Reputation: 129433
I never dealt with R, so I was wondering if anyone can recommend (either from personal experience or some reviews/comparisons) which of the several Perl/R integration modules are considered "best practices"? Ideally something which could somehow qualify for production readiness.
Google shows several different modules but I am not quite sure how to evaluate the options, having zero previous R or statistics experience (the question came from a co-worker who was interested in using R)
Upvotes: 5
Views: 1867
Reputation: 88
I've just released Statistics::NiceR. It has support for pretty much all R data types including data.frame
s.
It's an early release, so I'd like feedback. This is what it looks like:
#!/usr/bin/env perl
use v5.16;
use Statistics::NiceR;
use Data::Frame::Rlike;
my $r = Statistics::NiceR->new;
my $iris = $r->get('iris');
say "Subset of Iris data set";
say $iris->subset( sub { # like a SQL WHERE clause
( $_->('Sepal.Length') > 6.0 )
& ( $_->('Petal.Width') < 2 )
})->select_rows(0, 34); # grab the first and last rows
which outputs
Subset of Iris data set
-----------------------------------------------------------------------
Sepal.Length Sepal.Width Petal.Length Petal.Width Species
-----------------------------------------------------------------------
51 7 3.2 4.7 1.4 versicolor
147 6.3 2.5 5 1.9 virginica
-----------------------------------------------------------------------
Upvotes: 1
Reputation: 1120
If you want to just read R data files, my module Statistics::R::IO would fit the bill. It's a pure Perl implementation that reads both RDS and RData files.
Starting with version 0.4, released last week, you can also use it as an Rserve client.
Upvotes: 1
Reputation: 1
I have recently added Statistics::RserveClient to CPAN. This allows perl applications to interact with a (possibly remote) Rserve server via a connection-oriented binary protocol. You send R code to the server as strings, and the results are returned as perl data structures.
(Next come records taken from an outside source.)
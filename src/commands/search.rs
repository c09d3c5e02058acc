//! Search commands (KEYS, SCAN)

use super::{bulk_arg, scan_args, scan_reply, Command, CommandContext};
use crate::protocol::RespValue;

/// KEYS command - Find all keys matching a pattern
///
/// Syntax: KEYS pattern
///
/// Walks the whole keyspace in one call; SCAN is the incremental
/// alternative.
pub struct KeysCommand;

impl Command for KeysCommand {
    fn execute(&self, ctx: &CommandContext, args: &[RespValue]) -> RespValue {
        let pattern = match bulk_arg(args, 0) {
            Ok(p) => p,
            Err(e) => return e,
        };

        RespValue::bulk_array(ctx.keyspace.keys(&pattern))
    }

    fn name(&self) -> &'static str {
        "KEYS"
    }

    fn min_args(&self) -> usize {
        1
    }

    fn max_args(&self) -> Option<usize> {
        Some(1)
    }
}

/// SCAN command - Incrementally iterate the keyspace
///
/// Syntax: SCAN cursor [MATCH pattern] [COUNT count]
///
/// Replies `[next-cursor, [keys...]]`; a next cursor of 0 ends the walk.
pub struct ScanCommand;

impl Command for ScanCommand {
    fn execute(&self, ctx: &CommandContext, args: &[RespValue]) -> RespValue {
        let parsed = match scan_args(args, 0) {
            Ok(p) => p,
            Err(e) => return e,
        };

        let page = ctx
            .keyspace
            .scan(parsed.cursor, parsed.pattern.as_deref(), parsed.count);
        scan_reply(
            page.cursor,
            page.items.into_iter().map(RespValue::bulk_string).collect(),
        )
    }

    fn name(&self) -> &'static str {
        "SCAN"
    }

    fn min_args(&self) -> usize {
        1
    }

    fn max_args(&self) -> Option<usize> {
        Some(5)
    }
}
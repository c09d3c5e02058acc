//! Set commands (SADD, SREM, SCARD, SISMEMBER, SMEMBERS, SINTER, SPOP, SSCAN)

use super::{bulk_arg, bulk_args, int_arg, scan_args, scan_reply, Command, CommandContext};
use crate::error::StoreError;
use crate::protocol::RespValue;

/// SADD command - Add one or more members to a set
///
/// Syntax: SADD key member [member ...]
pub struct SAddCommand;

impl Command for SAddCommand {
    fn execute(&self, ctx: &CommandContext, args: &[RespValue]) -> RespValue {
        let key = match bulk_arg(args, 0) {
            Ok(k) => k,
            Err(e) => return e,
        };
        let members = match bulk_args(args, 1) {
            Ok(m) => m,
            Err(e) => return e,
        };

        match ctx.keyspace.sadd(key, members) {
            Ok(added) => RespValue::integer(added as i64),
            Err(e) => e.into(),
        }
    }

    fn name(&self) -> &'static str {
        "SADD"
    }

    fn min_args(&self) -> usize {
        2
    }
}

/// SREM command - Remove one or more members from a set
///
/// Syntax: SREM key member [member ...]
pub struct SRemCommand;

impl Command for SRemCommand {
    fn execute(&self, ctx: &CommandContext, args: &[RespValue]) -> RespValue {
        let key = match bulk_arg(args, 0) {
            Ok(k) => k,
            Err(e) => return e,
        };
        let members = match bulk_args(args, 1) {
            Ok(m) => m,
            Err(e) => return e,
        };

        match ctx.keyspace.srem(&key, &members) {
            Ok(removed) => RespValue::integer(removed as i64),
            Err(e) => e.into(),
        }
    }

    fn name(&self) -> &'static str {
        "SREM"
    }

    fn min_args(&self) -> usize {
        2
    }
}

/// SCARD command - Get the number of members in a set
///
/// Syntax: SCARD key
pub struct SCardCommand;

impl Command for SCardCommand {
    fn execute(&self, ctx: &CommandContext, args: &[RespValue]) -> RespValue {
        let key = match bulk_arg(args, 0) {
            Ok(k) => k,
            Err(e) => return e,
        };

        match ctx.keyspace.scard(&key) {
            Ok(len) => RespValue::integer(len as i64),
            Err(e) => e.into(),
        }
    }

    fn name(&self) -> &'static str {
        "SCARD"
    }

    fn min_args(&self) -> usize {
        1
    }

    fn max_args(&self) -> Option<usize> {
        Some(1)
    }
}

/// SISMEMBER command - Determine if a value is a member of a set
///
/// Syntax: SISMEMBER key member
pub struct SIsMemberCommand;

impl Command for SIsMemberCommand {
    fn execute(&self, ctx: &CommandContext, args: &[RespValue]) -> RespValue {
        let key = match bulk_arg(args, 0) {
            Ok(k) => k,
            Err(e) => return e,
        };
        let member = match bulk_arg(args, 1) {
            Ok(m) => m,
            Err(e) => return e,
        };

        match ctx.keyspace.sismember(&key, &member) {
            Ok(found) => RespValue::integer(found as i64),
            Err(e) => e.into(),
        }
    }

    fn name(&self) -> &'static str {
        "SISMEMBER"
    }

    fn min_args(&self) -> usize {
        2
    }

    fn max_args(&self) -> Option<usize> {
        Some(2)
    }
}

/// SMEMBERS command - Get all members of a set
///
/// Syntax: SMEMBERS key
pub struct SMembersCommand;

impl Command for SMembersCommand {
    fn execute(&self, ctx: &CommandContext, args: &[RespValue]) -> RespValue {
        let key = match bulk_arg(args, 0) {
            Ok(k) => k,
            Err(e) => return e,
        };

        match ctx.keyspace.smembers(&key) {
            Ok(members) => RespValue::bulk_array(members),
            Err(e) => e.into(),
        }
    }

    fn name(&self) -> &'static str {
        "SMEMBERS"
    }

    fn min_args(&self) -> usize {
        1
    }

    fn max_args(&self) -> Option<usize> {
        Some(1)
    }
}

/// SINTER command - Intersect several sets
///
/// Syntax: SINTER key [key ...]
///
/// A missing key counts as an empty set.
pub struct SInterCommand;

impl Command for SInterCommand {
    fn execute(&self, ctx: &CommandContext, args: &[RespValue]) -> RespValue {
        let keys = match bulk_args(args, 0) {
            Ok(k) => k,
            Err(e) => return e,
        };

        match ctx.keyspace.sinter(&keys) {
            Ok(members) => RespValue::bulk_array(members),
            Err(e) => e.into(),
        }
    }

    fn name(&self) -> &'static str {
        "SINTER"
    }

    fn min_args(&self) -> usize {
        1
    }
}

/// SPOP command - Remove and return random members of a set
///
/// Syntax: SPOP key [count]
///
/// Without a count the reply is a single member (or null); with one it is
/// an array of up to `count` members.
pub struct SPopCommand;

impl Command for SPopCommand {
    fn execute(&self, ctx: &CommandContext, args: &[RespValue]) -> RespValue {
        let key = match bulk_arg(args, 0) {
            Ok(k) => k,
            Err(e) => return e,
        };

        if args.len() == 1 {
            return match ctx.keyspace.spop(&key, 1) {
                Ok(popped) => RespValue::bulk_or_null(popped.into_iter().next()),
                Err(e) => e.into(),
            };
        }

        let count = match int_arg(args, 1) {
            Ok(c) if c < 0 => return StoreError::OutOfRange("must be positive".into()).into(),
            Ok(c) => c as usize,
            Err(e) => return e,
        };
        match ctx.keyspace.spop(&key, count) {
            Ok(popped) => RespValue::bulk_array(popped),
            Err(e) => e.into(),
        }
    }

    fn name(&self) -> &'static str {
        "SPOP"
    }

    fn min_args(&self) -> usize {
        1
    }

    fn max_args(&self) -> Option<usize> {
        Some(2)
    }
}

/// SSCAN command - Incrementally iterate the members of a set
///
/// Syntax: SSCAN key cursor [MATCH pattern] [COUNT count]
pub struct SScanCommand;

impl Command for SScanCommand {
    fn execute(&self, ctx: &CommandContext, args: &[RespValue]) -> RespValue {
        let key = match bulk_arg(args, 0) {
            Ok(k) => k,
            Err(e) => return e,
        };
        let parsed = match scan_args(args, 1) {
            Ok(p) => p,
            Err(e) => return e,
        };

        match ctx
            .keyspace
            .sscan(&key, parsed.cursor, parsed.pattern.as_deref(), parsed.count)
        {
            Ok(page) => scan_reply(
                page.cursor,
                page.items.into_iter().map(RespValue::bulk_string).collect(),
            ),
            Err(e) => e.into(),
        }
    }

    fn name(&self) -> &'static str {
        "SSCAN"
    }

    fn min_args(&self) -> usize {
        2
    }

    fn max_args(&self) -> Option<usize> {
        Some(6)
    }
}

#[cfg(test)]
mod tests {
    use super::*;
    use bytes::Bytes;

    fn args(parts: &[&str]) -> Vec<RespValue> {
        parts.iter().map(|p| RespValue::bulk_string(p.to_string())).collect()
    }

    fn sorted(reply: RespValue) -> Vec<Bytes> {
        let mut members: Vec<Bytes> = reply
            .as_array()
            .unwrap()
            .iter()
            .map(|m| m.as_bulk_string().unwrap().clone())
            .collect();
        members.sort();
        members
    }

    #[test]
    fn test_sadd_scard_srem() {
        let ctx = CommandContext::new();
        assert_eq!(SAddCommand.execute(&ctx, &args(&["s", "a", "b", "a"])), RespValue::integer(2));
        assert_eq!(SCardCommand.execute(&ctx, &args(&["s"])), RespValue::integer(2));
        assert_eq!(SRemCommand.execute(&ctx, &args(&["s", "a", "z"])), RespValue::integer(1));
        assert_eq!(SIsMemberCommand.execute(&ctx, &args(&["s", "b"])), RespValue::integer(1));
        assert_eq!(SRemCommand.execute(&ctx, &args(&["s", "b"])), RespValue::integer(1));
        assert!(!ctx.keyspace.exists(&Bytes::from("s")));
    }

    #[test]
    fn test_sinter() {
        let ctx = CommandContext::new();
        SAddCommand.execute(&ctx, &args(&["s1", "a", "b", "c"]));
        SAddCommand.execute(&ctx, &args(&["s2", "b", "c", "d"]));

        let result = SInterCommand.execute(&ctx, &args(&["s1", "s2"]));
        assert_eq!(sorted(result), vec![Bytes::from("b"), Bytes::from("c")]);

        let result = SInterCommand.execute(&ctx, &args(&["s1", "missing"]));
        assert_eq!(result, RespValue::array(vec![]));
    }

    #[test]
    fn test_spop() {
        let ctx = CommandContext::new();
        SAddCommand.execute(&ctx, &args(&["s", "a", "b", "c"]));

        let single = SPopCommand.execute(&ctx, &args(&["s"]));
        assert!(single.as_bulk_string().is_some());

        let rest = SPopCommand.execute(&ctx, &args(&["s", "5"]));
        assert_eq!(rest.as_array().unwrap().len(), 2);
        assert_eq!(SPopCommand.execute(&ctx, &args(&["s"])), RespValue::null());

        assert_eq!(
            SPopCommand.execute(&ctx, &args(&["s", "-1"])),
            RespValue::error("ERR value is out of range, must be positive")
        );
    }

    #[test]
    fn test_sscan_match() {
        let ctx = CommandContext::new();
        for i in 0..30 {
            ctx.keyspace
                .sadd(Bytes::from("s"), vec![Bytes::from(format!("m{}", i))])
                .unwrap();
        }

        let mut members = Vec::new();
        let mut cursor = "0".to_string();
        loop {
            let reply = SScanCommand.execute(&ctx, &args(&["s", &cursor, "MATCH", "m1*"]));
            let parts = reply.as_array().unwrap();
            cursor = String::from_utf8(parts[0].as_bulk_string().unwrap().to_vec()).unwrap();
            members.extend(parts[1].as_array().unwrap().iter().cloned());
            if cursor == "0" {
                break;
            }
        }
        // m1, m10..m19
        assert_eq!(members.len(), 11);
    }

    #[test]
    fn test_smembers_wrong_type() {
        let ctx = CommandContext::new();
        ctx.keyspace.set(Bytes::from("k"), Bytes::from("v")).unwrap();
        assert!(SMembersCommand.execute(&ctx, &args(&["k"])).is_error());
        assert!(SAddCommand.execute(&ctx, &args(&["k", "m"])).is_error());
    }
}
There are a number of shortcomings - we don't support long packets yet, or deal properly with certain heterogeneous structures, but the code is under active development, and it works quite nicely for our basic applications.
The code is GPL, hosted at https://github.com/djun-kim/Statistics--RserveClient
Upvotes: -1
Reputation: 22560
I've personally not used it but Statistics::R
looks interesting. Its got a 3 star review on CPAN ratings and is currently going through a face lift with a new maintainer.
/I3az/
Upvotes: 3
Reputation: 184
Yes, looks like Statistics::R is probably your best bet. It's been updated recently, Brian Cassidy is a competent developer, and it's passing its CPAN smoke tests.
There is also Statistics::useR, it has been touched relatively recently, but that one doesn't seem to be compliant with CPAN's smoke testing system, which makes me a bit nervous.
That said, I haven't used either of these.
Upvotes: 7
Reputation: 368271
What are your actual requirements in terms of
etc pp.
I have long been a fan of Rserve as a headless R backend but I can't recall if there was a Perl client.